Em outras colunas falei aqui sobre a ditadura militar. Mas como podemos descrever o que foi esse período para além da tortura, dos assassinatos, do silenciamento e da ausência de liberdades? A ditadura foi, mais do que tudo, um pacto de impunidade em que alguns ganharam.
É possível dizer que esse pacto deu tão certo que até hoje existe o mito da eficiência militar. Em tempos de generais atolados em suspeitas de corrupção, é importante lembrar que a ditadura foi isso: um pacto de impunidade. Sem imprensa, sem questionamentos, sem liberdade, não havia espaço para investigar indícios de corrupção. No entanto, com uma breve pesquisa se verifica que a ligação de empresários e empreiteiras se fortaleceu em governos militares.
Justamente por isso soam perigosas as declarações de Braga Netto e Bolsonaro. São declarações que deixam evidente algo: militares não querem ser fiscalizados, se sentem acima da lei e de qualquer suspeita. Mais do que isso, não aceitam ser questionados. Por isso, o revide aos trabalhos da CPI da Covid-19 no Senado Federal me faz lembrar de que não é preciso de muito para um golpe militar.

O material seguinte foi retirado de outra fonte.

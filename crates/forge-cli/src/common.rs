use clap::Parser;
use forge_config::{ConfigError, ForgeConfig};
use std::path::PathBuf;

#[derive(Parser, Debug, Clone, Default)]
pub struct GlobalOpts {
    #[arg(short, long, global = true, help = "Decrease verbosity")]
    pub quiet: bool,

    #[arg(short, long, global = true, action = clap::ArgAction::Count, help = "Increase verbosity (-v for info, -vv for debug, -vvv for trace)")]
    pub verbose: u8,

    #[arg(
        long,
        global = true,
        value_name = "PATH",
        help = "Config file (default: $FORGE_CONFIG or ./forge.toml)"
    )]
    pub config: Option<PathBuf>,
}

impl GlobalOpts {
    /// Get the effective verbosity level
    /// - 0: quiet/warn only
    /// - 1: info (-v)
    /// - 2: debug (-vv)
    /// - 3+: trace
    pub fn verbosity_level(&self) -> u8 {
        if self.quiet {
            0
        } else {
            self.verbose
        }
    }

    pub fn config_path(&self) -> PathBuf {
        self.config.clone().unwrap_or_else(ForgeConfig::path)
    }

    pub fn load_config(&self) -> Result<ForgeConfig, ConfigError> {
        ForgeConfig::load_from_path(&self.config_path())
    }
}

/// Install the `tracing` subscriber for library events.
///
/// `RUST_LOG` wins; otherwise the level follows `-v`.
pub fn init_tracing(verbosity: u8) {
    use tracing_subscriber::{layer::SubscriberExt, util::SubscriberInitExt, EnvFilter};

    let default_level = match verbosity {
        0 => "error",
        1 => "info",
        2 => "debug",
        _ => "trace",
    };
    let _ = tracing_subscriber::registry()
        .with(EnvFilter::try_from_default_env().unwrap_or_else(|_| default_level.into()))
        .with(
            tracing_subscriber::fmt::layer()
                .compact()
                .with_writer(std::io::stderr),
        )
        .try_init();
}

#[cfg(test)]
mod tests {
    use super::*;

    #[test]
    fn test_quiet_overrides_verbose() {
        let opts = GlobalOpts {
            quiet: true,
            verbose: 2,
            config: None,
        };
        assert_eq!(opts.verbosity_level(), 0);
    }

    #[test]
    fn test_explicit_config_path() {
        let opts = GlobalOpts {
            config: Some(PathBuf::from("ci/forge.toml")),
            ..Default::default()
        };
        assert_eq!(opts.config_path(), PathBuf::from("ci/forge.toml"));
    }
}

Este parece ser o grande objetivo de Jair Bolsonaro, que tumultua a democracia ao colocar em xeque a credibilidade das urnas e pedir o voto impresso. Há semanas, a pauta política no Brasil é o voto impresso. Enquanto isso, 15 milhões estão desempregados, seis milhões desistiram de procurar emprego e 34 milhões estão na informalidade. São dados do IBGE, não são dados tirados de correntes do WhatsApp. A gasolina chegou ao patamar de R$ 6,20. Ao todo, foram 103 aumentos de preço, com uma alta de 73%. O gás aumentou 57% desde que Bolsonaro assumiu a presidência e acumulamos um aumento de 39% no diesel. Com tanta gente passando fome, com a pobreza aumentando, Bolsonaro sequestra o País para si, exigindo como resgate que todos aceitem participar de seu plano para fraudar as eleições de 2022.
Ao fazer isso, o presidente atenta contra os demais poderes e instituições. Ao mesmo tempo em que pede “transparência”, coloca sob sigilo dados sobre o cartão de gastos da Presidência, o seu cartão de vacinação, entre outros dados que deveriam ser públicos. O discurso está longe da prática, mas, convenhamos: o bolsonarismo nunca teve proximidade com a coerência.
O risco dos golpes surge com pessoas que se acham acima da lei. O risco dos golpes acontece a partir do momento em que aceitamos o inadmissível. Bolsonaro e as Forças Armadas praticam um assalto à democracia em câmera lenta, bradando aos quatro ventos os seus planos, enquanto o Judiciário e o Legislativo cruzam os braços e emitem notas de repúdio. Grande parte da burguesia continua acreditando que ele faz um bom governo. As mais recentes pesquisas inclusive mostram essa percepção: para pessoas com renda maior do que cinco salários-mínimos, a aprovação de seu governo cresce. Entre os mais pobres, Bolsonaro perde para todos os seus adversários. É a velha e dura luta de classes escancarada em um País que passa fome.
É por isso que mesmo tendo sido eleito consecutivamente como deputado federal e ter eleito toda a a sua família, Bolsonaro nega as urnas e pede o voto impresso. Histórias como essas de deputados eleitos pelo voto eletrônico assim como toda a sua família não estão tão longe de nossa realidade: existe até mesmo deputado da região que esteve recentemente em Santa Cruz do Sul, participando de uma manifestação bolsonarista pelo voto impresso. Resta perguntar: as eleições anteriores foram fraudes, portanto? As urnas não eram seguras antes? Então seria interessante que estes que se elegeram com o voto das urnas entregassem seus mandatos e restituíssem os cofres públicos.
Pode não parecer, mas esse pensamento que coloca em xeque tudo aquilo que se construiu em nossa democracia é extremamente perigoso. Se nossa democracia não é plena e falha, pior ainda com aquilo que pode acabar se transformando. Estamos há 15 meses das eleições de 2022 e elas podem não acontecer. Só não podemos dizer que não fomos avisados.